I recognise the issue raised in the amendment. The most transformational scientific research, of the kind that will be pursued by ARIA, is likely to have a wide range of potential technological applications, across different areas. Such research may prompt new ethical debates, such as those that we are already having about AI and robotics. The Government welcome lively, open and democratic public and parliamentary debate on the roles that new technologies play in our lives, and I do not think that that is something we should shy away from. However, I assure the hon. Gentleman that ARIA will operate in line with the law that already governs issues of research ethics, such as the use of animals in research. ARIA will not be given special dispensation to fund research that is not considered appropriate elsewhere.
I draw attention to the fact that there is no specific legislative requirement placed on UKRI, a much larger-scale funder, with respect to issues of research ethics. For ARIA the Government would be able to intervene in exceptional circumstances through the national security provision in clause 4 of the Bill, as we have already discussed.
I understand what the Minister says about the fact that there is no such provision for UKRI. However, perhaps if was being set up now, we would suggest that there should be. For her information, the Scottish National Investment Bank has a clause almost identical to new clause 4, on ethical investment. We believe that if the Scottish National Investment Bank can operate on that basis, ARIA should have no problem doing so. I understand exactly what she says about the debates that are happening, but that is why it is even more important for ARIA to sign up to some kind of code of ethics that we can all scrutinise.
To reiterate our viewpoint, the Government would be able to intervene in exceptional circumstances through the national security provision in clause 4, which we have already discussed, and by introducing powers on the grounds of conflict of interest and appointing a new chair or new non-executive directors. More broadly, in working with relevant Government institutions, special attention will be paid to ensuring that ethical questions generated by research are thoroughly explored and that we strike an appropriate balance between innovation and caution.
On a point of order, Mr Hollobone. I thank you for the way in which you have chaired our deliberations, and for your guidance and that of the Chair of each sitting. I thank the Committee members, whose contributions have just about always been good-natured and constructive, and have often been humorous and enlightening at the same time. I offer my particular thanks to the Clerks of the Committee, to Hansard for taking down our words of wisdom—or whatever—so accurately and concisely, and to all the staff and Officers of the House who have furnished us with excellent briefings for the evidence sessions. We have benefited from their advice and guidance outside of the Committee Room as well.
Further to that point of order, Mr Hollobone.
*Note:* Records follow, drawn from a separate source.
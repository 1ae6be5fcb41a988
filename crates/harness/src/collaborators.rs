//! External collaborators of the state machine.
//!
//! Input retrieval, status reporting, failure archival and result transfer
//! sit behind narrow traits. The filesystem implementations here are what
//! the CLI wires up; tests substitute recording doubles.

use crate::context::{relative_to, JobContext};
use chrono::Utc;
use harness_core::artifacts;
use harness_core::events::{EventPayload, EventRecord, StatusUpdatePayload};
use harness_core::Config;
use std::io::Write;
use std::path::{Path, PathBuf};
use std::sync::{Arc, Mutex, PoisonError};
use tracing::{debug, info, warn};

/// Spectra layouts the tools consume.
#[derive(Debug, Clone, Copy, PartialEq, Eq)]
pub enum SpectraKind {
    /// `<dataset>.raw` instrument file.
    Raw,
    /// `<dataset>_scans/` folder of per-scan CSV peak lists.
    ScanCsvFolder,
    /// `<dataset>_dta.txt` concatenated DTA file.
    DtaText,
}

impl SpectraKind {
    pub fn as_str(&self) -> &'static str {
        match self {
            Self::Raw => "raw",
            Self::ScanCsvFolder => "scan_csv_folder",
            Self::DtaText => "dta_text",
        }
    }

    /// File or directory name for `dataset`.
    pub fn file_name(&self, dataset: &str) -> String {
        match self {
            Self::Raw => format!("{dataset}.raw"),
            Self::ScanCsvFolder => format!("{dataset}_scans"),
            Self::DtaText => format!("{dataset}_dta.txt"),
        }
    }
}

/// Supplies input files into the working directory.
pub trait ResourceProvider: Send + Sync {
    fn retrieve_file(&self, name: &str, source_dir: &Path, dest_dir: &Path) -> bool;
    fn retrieve_spectra(&self, kind: SpectraKind, ctx: &JobContext) -> bool;
}

/// Fire-and-forget telemetry sink.
pub trait StatusPublisher: Send + Sync {
    fn publish(&self, percent_complete: f32, units_processed: u64, state_label: &str);

    /// Lifecycle events (run started, checkpoint saved, run closed).
    fn record_event(&self, _event: &EventPayload) {}
}

/// Keeps partial output of failed runs for postmortem.
pub trait ArchiveOnFailure: Send + Sync {
    fn copy_partial_results(&self, working_dir: &Path);
}

/// Moves final results out of the working directory.
pub trait ResultTransfer: Send + Sync {
    fn copy_results_to_durable_storage(&self, working_dir: &Path, manifest: &[PathBuf]) -> bool;
}

/// Last two components of a working directory, e.g. `Dataset/Job1_Step1`.
fn job_tail(working_dir: &Path) -> PathBuf {
    let mut parts: Vec<_> = working_dir
        .components()
        .rev()
        .take(2)
        .map(|c| c.as_os_str().to_os_string())
        .collect();
    parts.reverse();
    parts.iter().collect()
}

/// Copies inputs from a local or mounted source tree.
#[derive(Debug, Clone, Default)]
pub struct LocalResourceProvider;

impl ResourceProvider for LocalResourceProvider {
    fn retrieve_file(&self, name: &str, source_dir: &Path, dest_dir: &Path) -> bool {
        let src = source_dir.join(name);
        let dest = dest_dir.join(name);
        if dest.is_file() {
            debug!(path = %dest.display(), "input already present");
            return true;
        }
        match artifacts::copy_atomic(&src, &dest) {
            Ok(bytes) => {
                debug!(file = name, bytes, "input retrieved");
                true
            }
            Err(err) => {
                warn!(file = name, source = %src.display(), error = %err, "failed to retrieve input");
                false
            }
        }
    }

    fn retrieve_spectra(&self, kind: SpectraKind, ctx: &JobContext) -> bool {
        let name = kind.file_name(ctx.dataset());
        if kind != SpectraKind::ScanCsvFolder {
            return self.retrieve_file(&name, &ctx.input_dir(), &ctx.working_dir);
        }

        let src = ctx.input_dir().join(&name);
        if !src.is_dir() {
            warn!(dataset = ctx.dataset(), path = %src.display(), "scan folder not found");
            return false;
        }
        match artifacts::copy_dir(&src, &ctx.working_dir.join(&name)) {
            Ok(0) => {
                warn!(dataset = ctx.dataset(), "scan folder is empty");
                false
            }
            Ok(files) => {
                debug!(dataset = ctx.dataset(), files, "scan folder retrieved");
                true
            }
            Err(err) => {
                warn!(dataset = ctx.dataset(), error = %err, "failed to copy scan folder");
                false
            }
        }
    }
}

/// Reports status through tracing only.
#[derive(Debug, Clone, Default)]
pub struct TracingStatusPublisher;

impl StatusPublisher for TracingStatusPublisher {
    fn publish(&self, percent_complete: f32, units_processed: u64, state_label: &str) {
        info!(
            percent = percent_complete,
            units = units_processed,
            state = state_label,
            "status"
        );
    }

    fn record_event(&self, event: &EventPayload) {
        debug!(event = event.event_type().as_str(), "run event");
    }
}

/// Appends one JSON record per status update or event to a log file.
#[derive(Debug)]
pub struct JsonlStatusPublisher {
    path: PathBuf,
    lock: Mutex<()>,
}

impl JsonlStatusPublisher {
    pub fn new(path: impl Into<PathBuf>) -> Self {
        Self {
            path: path.into(),
            lock: Mutex::new(()),
        }
    }

    pub fn path(&self) -> &Path {
        &self.path
    }

    fn append(&self, line: &str) -> std::io::Result<()> {
        let _guard = self.lock.lock().unwrap_or_else(PoisonError::into_inner);
        if let Some(parent) = self.path.parent() {
            std::fs::create_dir_all(parent)?;
        }
        let mut file = std::fs::OpenOptions::new()
            .create(true)
            .append(true)
            .open(&self.path)?;
        file.write_all(line.as_bytes())
    }
}

impl StatusPublisher for JsonlStatusPublisher {
    fn publish(&self, percent_complete: f32, units_processed: u64, state_label: &str) {
        self.record_event(&EventPayload::StatusUpdate(StatusUpdatePayload::new(
            percent_complete,
            units_processed,
            state_label,
        )));
    }

    fn record_event(&self, event: &EventPayload) {
        let result = EventRecord::new(event)
            .to_json_line()
            .map_err(std::io::Error::other)
            .and_then(|line| self.append(&line));
        if let Err(err) = result {
            warn!(path = %self.path.display(), error = %err, "failed to write status log");
        }
    }
}

/// Copies the working directory into `<root>/<dataset>/<job dir>_<timestamp>`.
#[derive(Debug, Clone)]
pub struct DirectoryFailureArchive {
    root: PathBuf,
}

impl DirectoryFailureArchive {
    pub fn new(root: impl Into<PathBuf>) -> Self {
        Self { root: root.into() }
    }
}

impl ArchiveOnFailure for DirectoryFailureArchive {
    fn copy_partial_results(&self, working_dir: &Path) {
        if !working_dir.is_dir() {
            warn!(path = %working_dir.display(), "nothing to archive");
            return;
        }
        let tail = job_tail(working_dir);
        let stamp = Utc::now().format("%Y%m%d_%H%M%S");
        let mut dest = self.root.join(&tail);
        dest.set_file_name(format!(
            "{}_{stamp}",
            tail.file_name().map_or_else(String::new, |n| n.to_string_lossy().to_string())
        ));

        match artifacts::copy_dir(working_dir, &dest) {
            Ok(files) => info!(dest = %dest.display(), files, "partial results archived"),
            Err(err) => warn!(dest = %dest.display(), error = %err, "failed to archive partial results"),
        }
    }
}

/// Copies manifest files into `<root>/<dataset>/<job dir>/`.
#[derive(Debug, Clone)]
pub struct DirectoryResultTransfer {
    root: PathBuf,
}

impl DirectoryResultTransfer {
    pub fn new(root: impl Into<PathBuf>) -> Self {
        Self { root: root.into() }
    }

    pub fn destination(&self, working_dir: &Path) -> PathBuf {
        self.root.join(job_tail(working_dir))
    }
}

impl ResultTransfer for DirectoryResultTransfer {
    fn copy_results_to_durable_storage(&self, working_dir: &Path, manifest: &[PathBuf]) -> bool {
        let dest_dir = self.destination(working_dir);
        for entry in manifest {
            let src = if entry.is_absolute() {
                entry.clone()
            } else {
                working_dir.join(entry)
            };
            let dest = dest_dir.join(relative_to(&src, working_dir));
            if let Err(err) = artifacts::copy_atomic(&src, &dest) {
                warn!(file = %src.display(), error = %err, "failed to transfer result");
                return false;
            }
        }
        info!(dest = %dest_dir.display(), files = manifest.len(), "results transferred");
        true
    }
}

/// The collaborator set handed to a state machine.
#[derive(Clone)]
pub struct Collaborators {
    pub resources: Arc<dyn ResourceProvider>,
    pub status: Arc<dyn StatusPublisher>,
    pub archive: Arc<dyn ArchiveOnFailure>,
    pub transfer: Arc<dyn ResultTransfer>,
}

impl std::fmt::Debug for Collaborators {
    fn fmt(&self, f: &mut std::fmt::Formatter<'_>) -> std::fmt::Result {
        f.debug_struct("Collaborators").finish_non_exhaustive()
    }
}

impl Collaborators {
    /// Filesystem collaborators rooted at the configured directories.
    pub fn from_config(config: &Config) -> Self {
        let status: Arc<dyn StatusPublisher> = match &config.status_log {
            Some(path) => Arc::new(JsonlStatusPublisher::new(path)),
            None => Arc::new(TracingStatusPublisher),
        };
        Self {
            resources: Arc::new(LocalResourceProvider),
            status,
            archive: Arc::new(DirectoryFailureArchive::new(&config.failure_archive_dir)),
            transfer: Arc::new(DirectoryResultTransfer::new(&config.results_dir)),
        }
    }

    pub fn with_status(mut self, status: Arc<dyn StatusPublisher>) -> Self {
        self.status = status;
        self
    }

    pub fn with_archive(mut self, archive: Arc<dyn ArchiveOnFailure>) -> Self {
        self.archive = archive;
        self
    }

    pub fn with_transfer(mut self, transfer: Arc<dyn ResultTransfer>) -> Self {
        self.transfer = transfer;
        self
    }

    pub fn with_resources(mut self, resources: Arc<dyn ResourceProvider>) -> Self {
        self.resources = resources;
        self
    }
}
I echo the comments made by the shadow Minister. I have said thanks very much to the Clerks, but I also put on the record my thanks to Dr Jonathan Kiehlmann and Scott Taylor, our staff members who have been assisting us. I also put on the record my thanks to the Minister, who wrote to us with a response to questions that we asked on Tuesday. I thank her and her team for ensuring that happened.
Further to that point of order, Mr Hollobone. I take this opportunity to place on the record my sincere thanks to the Chairs for their excellent chairship. We have finished proceedings early, and I thank the Whips on both sides for their efforts in the management of time. I thank the excellent witnesses we heard from last week, and I thank all members of the Committee for our constructive debates. I am so pleased that every member recognises ARIA’s potential to bolster the reach of R&D funding across the whole United Kingdom and to be at the global forefront of new discoveries.
I very much welcome the sentiment behind the amendments we have discussed, such as maintaining the independence of ARIA, diversity in science and the importance of combating climate change. I hope I have demonstrated that the Bill will create a leading independent research institution and, while it is not for this piece of legislation, that the Government are making significant progress on other areas of policy through our net zero commitments and our upcoming people and culture strategy and places strategy. I welcome the support in delivering those aims.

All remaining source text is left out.